Assigned task
Among the lines of data below, reproduce only those from the one with "async fn main()" through the one with "filter = EnvFilter::try_from_default_env().unwrap_or_else(|_|", exactly as they stand, both ends included.

·····

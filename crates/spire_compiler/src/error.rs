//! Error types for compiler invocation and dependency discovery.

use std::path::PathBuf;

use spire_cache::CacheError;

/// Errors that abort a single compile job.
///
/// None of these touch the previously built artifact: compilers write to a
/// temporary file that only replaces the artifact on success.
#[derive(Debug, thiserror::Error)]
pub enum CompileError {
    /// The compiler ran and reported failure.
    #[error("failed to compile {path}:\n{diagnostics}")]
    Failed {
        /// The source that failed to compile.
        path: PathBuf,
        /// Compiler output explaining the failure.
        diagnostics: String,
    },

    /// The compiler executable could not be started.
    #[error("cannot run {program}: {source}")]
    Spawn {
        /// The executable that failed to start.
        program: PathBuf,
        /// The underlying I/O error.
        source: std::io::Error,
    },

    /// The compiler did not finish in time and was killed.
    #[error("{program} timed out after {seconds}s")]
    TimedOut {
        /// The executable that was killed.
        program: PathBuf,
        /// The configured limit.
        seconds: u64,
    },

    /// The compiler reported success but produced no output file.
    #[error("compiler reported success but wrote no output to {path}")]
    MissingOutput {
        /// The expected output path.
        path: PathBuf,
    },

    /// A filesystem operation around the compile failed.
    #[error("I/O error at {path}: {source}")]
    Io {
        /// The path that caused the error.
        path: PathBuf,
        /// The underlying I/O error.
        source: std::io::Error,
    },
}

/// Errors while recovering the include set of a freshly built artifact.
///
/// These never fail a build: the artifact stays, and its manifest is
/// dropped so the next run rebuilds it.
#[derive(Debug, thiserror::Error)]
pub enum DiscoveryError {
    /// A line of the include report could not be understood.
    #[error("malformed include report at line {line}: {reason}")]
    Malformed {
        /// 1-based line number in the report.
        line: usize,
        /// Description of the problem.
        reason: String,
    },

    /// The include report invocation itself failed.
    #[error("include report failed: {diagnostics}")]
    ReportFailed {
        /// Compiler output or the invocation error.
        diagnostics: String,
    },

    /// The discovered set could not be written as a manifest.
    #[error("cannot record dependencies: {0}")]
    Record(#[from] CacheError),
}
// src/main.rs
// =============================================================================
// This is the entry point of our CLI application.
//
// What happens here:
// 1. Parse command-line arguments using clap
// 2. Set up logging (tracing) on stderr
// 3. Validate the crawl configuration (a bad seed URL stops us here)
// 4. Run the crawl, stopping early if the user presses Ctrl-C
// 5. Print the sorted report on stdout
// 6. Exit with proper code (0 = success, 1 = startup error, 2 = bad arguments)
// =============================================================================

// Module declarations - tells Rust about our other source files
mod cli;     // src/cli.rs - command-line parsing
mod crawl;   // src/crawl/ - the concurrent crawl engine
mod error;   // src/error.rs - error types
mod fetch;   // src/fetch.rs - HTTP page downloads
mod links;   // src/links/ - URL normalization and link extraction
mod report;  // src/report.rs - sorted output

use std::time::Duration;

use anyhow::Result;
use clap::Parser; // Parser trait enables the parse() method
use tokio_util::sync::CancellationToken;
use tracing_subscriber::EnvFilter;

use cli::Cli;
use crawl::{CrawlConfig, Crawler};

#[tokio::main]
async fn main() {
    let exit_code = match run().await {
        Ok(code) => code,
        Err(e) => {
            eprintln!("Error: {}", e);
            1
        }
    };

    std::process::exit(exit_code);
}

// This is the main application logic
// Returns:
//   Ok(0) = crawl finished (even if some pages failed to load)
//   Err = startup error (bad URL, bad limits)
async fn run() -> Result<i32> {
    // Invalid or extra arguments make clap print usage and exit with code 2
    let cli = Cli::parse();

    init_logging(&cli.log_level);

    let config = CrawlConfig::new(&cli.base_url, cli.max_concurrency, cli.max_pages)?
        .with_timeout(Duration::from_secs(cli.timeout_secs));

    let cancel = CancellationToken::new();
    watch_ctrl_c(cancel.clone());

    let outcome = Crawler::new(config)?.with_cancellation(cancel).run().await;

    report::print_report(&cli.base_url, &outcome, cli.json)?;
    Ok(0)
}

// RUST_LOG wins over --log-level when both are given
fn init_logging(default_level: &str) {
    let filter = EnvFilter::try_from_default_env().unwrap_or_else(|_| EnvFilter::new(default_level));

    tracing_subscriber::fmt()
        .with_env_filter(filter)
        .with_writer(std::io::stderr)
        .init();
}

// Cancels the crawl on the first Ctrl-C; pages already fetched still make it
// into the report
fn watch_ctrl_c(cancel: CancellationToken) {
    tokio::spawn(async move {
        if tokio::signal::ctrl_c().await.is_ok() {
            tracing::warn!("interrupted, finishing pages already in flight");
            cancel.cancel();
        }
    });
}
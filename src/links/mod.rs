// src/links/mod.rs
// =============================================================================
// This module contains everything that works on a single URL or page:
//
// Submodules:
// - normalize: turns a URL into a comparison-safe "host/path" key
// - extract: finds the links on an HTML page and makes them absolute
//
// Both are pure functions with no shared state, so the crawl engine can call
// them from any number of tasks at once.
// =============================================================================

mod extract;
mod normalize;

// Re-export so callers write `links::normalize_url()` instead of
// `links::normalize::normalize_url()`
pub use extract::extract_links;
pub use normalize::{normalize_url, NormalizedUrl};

·····

Expected answer
async fn main() {
    let exit_code = match run().await {
        Ok(code) => code,
        Err(e) => {
            eprintln!("Error: {}", e);
            1
        }
    };

    std::process::exit(exit_code);
}

// This is the main application logic
// Returns:
//   Ok(0) = crawl finished (even if some pages failed to load)
//   Err = startup error (bad URL, bad limits)
async fn run() -> Result<i32> {
    // Invalid or extra arguments make clap print usage and exit with code 2
    let cli = Cli::parse();

    init_logging(&cli.log_level);

    let config = CrawlConfig::new(&cli.base_url, cli.max_concurrency, cli.max_pages)?
        .with_timeout(Duration::from_secs(cli.timeout_secs));

    let cancel = CancellationToken::new();
    watch_ctrl_c(cancel.clone());

    let outcome = Crawler::new(config)?.with_cancellation(cancel).run().await;

    report::print_report(&cli.base_url, &outcome, cli.json)?;
    Ok(0)
}

// RUST_LOG wins over --log-level when both are given
fn init_logging(default_level: &str) {
    let filter = EnvFilter::try_from_default_env().unwrap_or_else(|_| EnvFilter::new(default_level));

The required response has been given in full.